= Required work =
Scan the records for "Result". Show the matching lines.

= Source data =
-.-.-
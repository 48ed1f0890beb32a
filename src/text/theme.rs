//! Copyright © 2025-2026 Wenze Wei. All Rights Reserved.
//!
//! This file is part of Zest.
//! The Zest project belongs to the Dunimd Team.
//!
//! Licensed under the Apache License, Version 2.0 (the "License");
//! You may not use this file except in compliance with the License.
//! You may obtain a copy of the License at
//!
//!     http://www.apache.org/licenses/LICENSE-2.0
//!
//! Unless required by applicable law or agreed to in writing, software
//! distributed under the License is distributed on an "AS IS" BASIS,
//! WITHOUT WARRANTIES OR CONDITIONS OF ANY KIND, either express or implied.
//! See the License for the specific language governing permissions and
//! limitations under the License.

//! Theme label and the marker phrases that identify a previously injected
//! theme sentence.
//!
//! Stripping a marker removes everything from the marker to the end of the
//! text. Marker phrases are matched loosely: case-insensitive, any
//! whitespace run for a space, optional whitespace before a colon, and any
//! dash-family character, a comma or nothing for a dash.

use regex::Regex;
use serde::{Deserialize, Serialize};

use crate::errors::{Result, ZeError};
use crate::text::punctuation::dash_class;

pub const DEFAULT_THEME_LABEL: &str = "Palestinian";

/// Serializable theme settings.
#[derive(Clone, Debug, PartialEq, Eq, Serialize, Deserialize)]
pub struct ZeThemeConfig {
    pub label: String,
    /// Extra marker phrases on top of the ones derived from the label.
    #[serde(default)]
    pub markers: Vec<String>,
}

impl Default for ZeThemeConfig {
    fn default() -> Self {
        Self {
            label: DEFAULT_THEME_LABEL.to_string(),
            markers: vec!["Inspired by Palestine:".to_string()],
        }
    }
}

#[derive(Clone, Debug)]
pub struct ZeTheme {
    label: String,
    markers: Vec<String>,
    pattern: Regex,
}

impl ZeTheme {
    /// Theme with the markers derived from `label`: `<label>-inspired:` and
    /// `Inspired by <label> flavors:`.
    pub fn new(label: impl Into<String>) -> Result<Self> {
        Self::from_config(&ZeThemeConfig {
            label: label.into(),
            markers: Vec::new(),
        })
    }

    pub fn from_config(config: &ZeThemeConfig) -> Result<Self> {
        let label = config.label.trim().to_string();
        if label.is_empty() {
            return Err(ZeError::validation("theme label may not be empty"));
        }
        let mut markers = vec![
            format!("{label}-inspired:"),
            format!("Inspired by {label} flavors:"),
        ];
        for marker in &config.markers {
            let marker = marker.trim();
            if marker.is_empty() {
                return Err(ZeError::validation("theme marker may not be empty"));
            }
            if !markers.iter().any(|m| m.eq_ignore_ascii_case(marker)) {
                markers.push(marker.to_string());
            }
        }
        let sources = markers.iter().map(|m| marker_source(m)).collect::<Vec<_>>();
        let pattern = Regex::new(&format!("(?i)(?:{})", sources.join("|")))?;
        Ok(Self {
            label,
            markers,
            pattern,
        })
    }

    /// The default Palestinian theme.
    pub fn builtin() -> Self {
        Self::from_config(&ZeThemeConfig::default()).expect("builtin theme markers are valid")
    }

    pub fn label(&self) -> &str {
        &self.label
    }

    pub fn markers(&self) -> &[String] {
        &self.markers
    }

    /// Removes the first marker and everything after it.
    pub fn strip(&self, text: &str) -> String {
        match self.pattern.find(text) {
            Some(found) => text[..found.start()].trim().to_string(),
            None => text.trim().to_string(),
        }
    }

    /// `<label>-inspired: <suggestion>.`
    pub fn sentence(&self, suggestion: &str) -> String {
        format!("{}-inspired: {}.", self.label, suggestion)
    }
}

impl Default for ZeTheme {
    fn default() -> Self {
        Self::builtin()
    }
}

fn marker_source(phrase: &str) -> String {
    let dash = concat!(r"\s*[", dash_class!(), r",]?\s*");
    let mut source = String::new();
    let mut in_space = false;
    for c in phrase.chars() {
        if c.is_whitespace() {
            if !in_space {
                source.push_str(r"\s+");
            }
            in_space = true;
            continue;
        }
        in_space = false;
        match c {
            '-' | '\u{2010}'..='\u{2015}' | '\u{2212}' => source.push_str(dash),
            ':' => source.push_str(r"\s*:"),
            other => source.push_str(&regex::escape(&other.to_string())),
        }
    }
    source
}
-.-.-
= Solution to this task =
use crate::errors::{Result, ZeError};
    pub fn new(label: impl Into<String>) -> Result<Self> {
    pub fn from_config(config: &ZeThemeConfig) -> Result<Self> {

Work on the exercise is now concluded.